January 1. —
Thus saith the Lord: You weary me
With prayers and waste your own short years;
Eternal Truth you cannot see
Who weep and shed your sight in tears!
In vain you wait and watch the skies,
No better fortune thus will fall
Up from your knees I bid you rise,
And claim the Earth for All.
— GERALD MASSEY, The Earth for All, in My Lyrical Life, Second Series, page 232.
And claim the Earth for All!!
PostScript (added January 16): This poem also appears in a collection entitled Songs of Freedom, assembled by Henry Stephens Salt.

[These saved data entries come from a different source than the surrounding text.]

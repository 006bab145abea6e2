use clap::{CommandFactory, Parser, Subcommand};
use clap_complete::{generate, Shell};
use std::io;

use daybook::commands::*;
use daybook::models::Priority;

#[derive(Parser)]
#[command(name = "daybook")]
#[command(about = "Terminal day planner", long_about = None)]
struct Cli {
    #[command(subcommand)]
    command: Option<Commands>,
}

#[derive(Subcommand)]
enum Commands {
    /// Add a new task
    Add {
        /// Task title (quoted if it has spaces)
        title: String,
        /// Longer free-form description
        #[arg(short = 'D', long)]
        description: Option<String>,
        /// Priority (low, medium, high)
        #[arg(short, long, value_enum, default_value_t = Priority::Medium)]
        priority: Priority,
        /// Due date in YYYY-MM-DD (default: today)
        #[arg(short, long)]
        date: Option<String>,
        /// Start time in HH:MM (omit for an all-day task)
        #[arg(short, long)]
        from: Option<String>,
        /// End time in HH:MM
        #[arg(short, long)]
        to: Option<String>,
        /// Repeat every day through this date (inclusive)
        #[arg(short, long)]
        until: Option<String>,
    },
    /// Show the agenda for a date (default: today)
    Agenda {
        /// Date in YYYY-MM-DD
        date: Option<String>,
    },
    /// List incomplete tasks from past dates
    Overdue,
    /// Toggle a task between done and pending
    Done {
        /// Task id, or a unique prefix of one
        id: String,
    },
    /// Move a task to another date
    Move {
        /// Task id, or a unique prefix of one
        id: String,
        /// New date in YYYY-MM-DD
        date: String,
        /// Do not flag the task as rescheduled
        #[arg(long)]
        no_mark: bool,
    },
    /// Edit a task
    Edit {
        /// Task id, or a unique prefix of one
        id: String,
        /// New title
        #[arg(short = 'T', long)]
        title: Option<String>,
        /// New description
        #[arg(short = 'D', long)]
        description: Option<String>,
        /// New priority
        #[arg(short, long, value_enum)]
        priority: Option<Priority>,
        /// New due date (series start date for repeating tasks)
        #[arg(short, long)]
        date: Option<String>,
        /// New start time in HH:MM
        #[arg(short, long)]
        from: Option<String>,
        /// New end time in HH:MM
        #[arg(short, long)]
        to: Option<String>,
        /// Repeat every day through this date (inclusive)
        #[arg(short, long, conflicts_with = "once")]
        until: Option<String>,
        /// Stop repeating; keep a single occurrence
        #[arg(long)]
        once: bool,
    },
    /// Remove a task
    Remove {
        /// Task id, or a unique prefix of one
        id: String,
    },
    /// Pull the remote store's tasks into the local snapshot
    Sync,
    /// Generate shell completions
    Completions {
        /// Shell to generate completions for (bash, zsh, fish, powershell, elvish)
        shell: String,
    },
}

fn main() {
    dotenvy::dotenv().ok();
    let cli = Cli::parse();
    match cli.command {
        Some(Commands::Add {
            title,
            description,
            priority,
            date,
            from,
            to,
            until,
        }) => cmd_add(title, description, priority, date, from, to, until, false),
        Some(Commands::Agenda { date }) => cmd_agenda(date),
        Some(Commands::Overdue) => cmd_overdue(),
        Some(Commands::Done { id }) => cmd_done(id, false),
        Some(Commands::Move { id, date, no_mark }) => cmd_move(id, date, no_mark, false),
        Some(Commands::Edit {
            id,
            title,
            description,
            priority,
            date,
            from,
            to,
            until,
            once,
        }) => cmd_edit(
            id,
            title,
            description,
            priority,
            date,
            from,
            to,
            until,
            once,
            false,
        ),
        Some(Commands::Remove { id }) => cmd_remove(id, false),
        Some(Commands::Sync) => cmd_sync(false),
        Some(Commands::Completions { shell }) => {
            let shell_enum = match shell.as_str() {
                "bash" => Shell::Bash,
                "zsh" => Shell::Zsh,
                "fish" => Shell::Fish,
                "powershell" => Shell::PowerShell,
                "elvish" => Shell::Elvish,
                _ => {
                    eprintln!("Unsupported shell: {}", shell);
                    return;
                }
            };
            let mut cmd = Cli::command();
            generate(shell_enum, &mut cmd, "daybook", &mut io::stdout());
        }
        None => cmd_agenda(None),
    }
}
//! Client for the remote task store.
//!
//! The planner has one external collaborator: an authenticated HTTP task
//! store with a narrow contract (bulk fetch, create, partial update,
//! delete). Every call is a best-effort side effect of a local mutation;
//! the in-memory index stays the source of truth between syncs, and a
//! failed call leaves it untouched. The planner never retries.

use chrono::NaiveDate;
use serde::{Deserialize, Serialize};
use thiserror::Error;

use crate::models::Task;

/// Failure talking to the remote store.
#[derive(Debug, Error)]
pub enum RemoteError {
    /// The call never got a response.
    #[error("remote store unreachable: {0}")]
    Transport(#[from] reqwest::Error),
    /// The store answered outside the 2xx range.
    #[error("remote store rejected the request ({status}): {message}")]
    Rejected { status: u16, message: String },
}

/// Partial update for an existing remote task. Only set fields are sent.
#[derive(Serialize, Debug, Default)]
pub struct TaskPatch {
    #[serde(skip_serializing_if = "Option::is_none")]
    pub completed: Option<bool>,
    #[serde(skip_serializing_if = "Option::is_none")]
    pub date: Option<NaiveDate>,
}

/// The remote task store contract.
pub trait TaskService {
    /// Bulk read of every task, used to seed or refresh the local index.
    fn fetch_all(&self) -> Result<Vec<Task>, RemoteError>;

    /// Creates a task and returns the canonical record the store assigned.
    /// It may differ from the draft, e.g. a server-assigned id.
    fn create(&self, draft: &Task) -> Result<Task, RemoteError>;

    /// Applies a partial update and returns the updated record.
    fn update(&self, id: &str, patch: &TaskPatch) -> Result<Task, RemoteError>;

    /// Deletes a task.
    fn delete(&self, id: &str) -> Result<(), RemoteError>;
}

/// Error body shape the store uses for rejections.
#[derive(Deserialize)]
struct ErrorBody {
    message: String,
}

/// Blocking HTTP client for the task store API.
pub struct HttpTaskService {
    base_url: String,
    token: String,
    client: reqwest::blocking::Client,
}

impl HttpTaskService {
    pub fn new(base_url: impl Into<String>, token: impl Into<String>) -> Self {
        Self {
            base_url: base_url.into().trim_end_matches('/').to_string(),
            token: token.into(),
            client: reqwest::blocking::Client::new(),
        }
    }

    /// Builds a client from `DAYBOOK_API_URL` and `DAYBOOK_API_TOKEN`.
    ///
    /// Returns `None` when no URL is configured; commands then run purely
    /// locally.
    pub fn from_env() -> Option<Self> {
        let base_url = std::env::var("DAYBOOK_API_URL").ok()?;
        let token = std::env::var("DAYBOOK_API_TOKEN").unwrap_or_default();
        Some(Self::new(base_url, token))
    }

    fn url(&self, path: &str) -> String {
        format!("{}{}", self.base_url, path)
    }

    /// Turns a non-2xx response into [`RemoteError::Rejected`], decoding the
    /// store's `{"message": ...}` body when there is one.
    fn check(
        response: reqwest::blocking::Response,
    ) -> Result<reqwest::blocking::Response, RemoteError> {
        let status = response.status();
        if status.is_success() {
            return Ok(response);
        }
        let message = response
            .json::<ErrorBody>()
            .map(|body| body.message)
            .unwrap_or_else(|_| {
                status
                    .canonical_reason()
                    .unwrap_or("unknown error")
                    .to_string()
            });
        Err(RemoteError::Rejected {
            status: status.as_u16(),
            message,
        })
    }
}

impl TaskService for HttpTaskService {
    fn fetch_all(&self) -> Result<Vec<Task>, RemoteError> {
        let response = self
            .client
            .get(self.url("/tasks"))
            .bearer_auth(&self.token)
            .send()?;
        Ok(Self::check(response)?.json()?)
    }

    fn create(&self, draft: &Task) -> Result<Task, RemoteError> {
        let response = self
            .client
            .post(self.url("/tasks"))
            .bearer_auth(&self.token)
            .json(draft)
            .send()?;
        Ok(Self::check(response)?.json()?)
    }

    fn update(&self, id: &str, patch: &TaskPatch) -> Result<Task, RemoteError> {
        let response = self
            .client
            .patch(self.url(&format!("/tasks/{id}")))
            .bearer_auth(&self.token)
            .json(patch)
            .send()?;
        Ok(Self::check(response)?.json()?)
    }

    fn delete(&self, id: &str) -> Result<(), RemoteError> {
        let response = self
            .client
            .delete(self.url(&format!("/tasks/{id}")))
            .bearer_auth(&self.token)
            .send()?;
        Self::check(response)?;
        Ok(())
    }
}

Here's the full poem, and a few others from "My Lyrical Life", published in 1889:
THE EARTH FOR ALL.
Thus saith the Lord: You weary me
With prayers, and waste your own short years:
Eternal Truth you cannot see
Who weep, and shed your sight in tears!
In vain you wait and watch the skies,
No better fortune thus will fall;
Up from your knees I bid you rise,
And claim the Earth for All.
They ate up Earth, and promised you
The Heaven of an empty shell!
'Twas theirs to say; 'twas yours to do,
On pain of everlasting Hell!
They rob and leave you helplessly
For help of Heaven to cry and call:
Heaven did not make your misery;
The Earth was given for All!
Behold in bonds your Mother Earth;
The rich man's prostitute and slave!
Your Mother Earth, that gave you birth,
You only own her for a grave!
Your Mother left a fettered thrall?
Nay! live like Men and set her free
As Heritage for All!
THE LORDS OF LAND AND MONEY.
Lift up your faces from the sod;
Frown with each furrowed brow;
Gold apes a mightier power than God,
And wealth is worshipped now!
In all these toil-ennobled lands
You have no heritage;
They snatch the fruit of Youthful hands,
The staff from weary Age.
O tell them in their Palaces,
These Lords of Land and Money—
They shall not kill the Poor like Bees,
To rob them of Life's honey.
Through long dark years of blood and tears,
We've toiled like branded Slaves,
Till Wrong's red hand hath made a land
Of Paupers, Prisons, Graves!
But our long-sufferance endeth now;
Within the souls of men
The fruitful buds of promise blow,
And Freedom lives again!
O tell them in their Palaces,
These Lords of Land and Money!
They shall not kill the Poor like Bees,
To rob them of Life's honey.
Too long have Labour's Nobles knelt
Before factitious "Rank ";
Within our souls the iron is felt—
In tune our fetters clank!
A glorious voice goes throbbing forth
From millions stirring now,
Who yet before these Gods of earth
Shall stand with lifted brow,
And tell them in their Palaces,
These Lords of Land and Money!
They shall not kill the Poor like Bees,
To rob them of Life's honey.
A CRY OF THE UNEMPLOYED.
'Tis hard to be a wanderer through this bright world of ours,
Beneath a sky of smiling blue, on fragrant paths of flowers,
With music in the woods, as there were nought but pleasure known,
Or Angels walked Earth's solitudes, and yet with want to groan:
To see no beauty in the stars, nor in Earth's welcome smile,
To wander cursed with misery ! willing, but cannot toil.
With burning sickness at my heart, I sink down famished:
God of the Wretched, hear my prayer: I would that I were dead!
Heaven droppeth down with manna still in many a golden shower,
And feeds the leaves with fragrant breath, with silver dew the flower.
Honey and fruit for Bee and Bird, with bloom laughs out the tree,
And food for all God's happy things; but none gives food to me.
Earth, wearing plenty for a crown, smiles on my aching eye,
The purse-proud,—swathed in luxury,—disdainful pass me by:
I've willing hands, an eager heart—but may not work for bread!
God of the Wretched, hear my prayer: I would that I were dead!
Gold, art thou not a blessed thing, a charm above all other,
To shut up hearts to Nature's cry, when brother pleads with brother?
Hast thou a music sweeter than the voice of loving-kindness?
No! curse thee, thou'rt a mist 'twixt God and men in outer blindness.
"Father, come back!" my Children cry; their voices, once so sweet,
Now pierce and quiver in my heart! I cannot, dare not meet
The looks that make the brain go mad, for dear ones asking bread—
God of the Wretched, hear my prayer: I would that I were dead!
Lord! what right have the poor to wed? Love's for the gilded great:
Are they not formed of nobler clay, who dine off golden plate?
Tis the worst curse of Poverty to have a feeling heart:
Why can I not, with iron grasp, choke out the tender part?
I cannot slave in yon Bastille! I think 'twere bitterer pain,
To wear the Pauper's iron within, than drag the Convict's chain.
I'd work but cannot, starve I may, but will not beg for bread:
God of the Wretched, hear my prayer: I would that I were dead!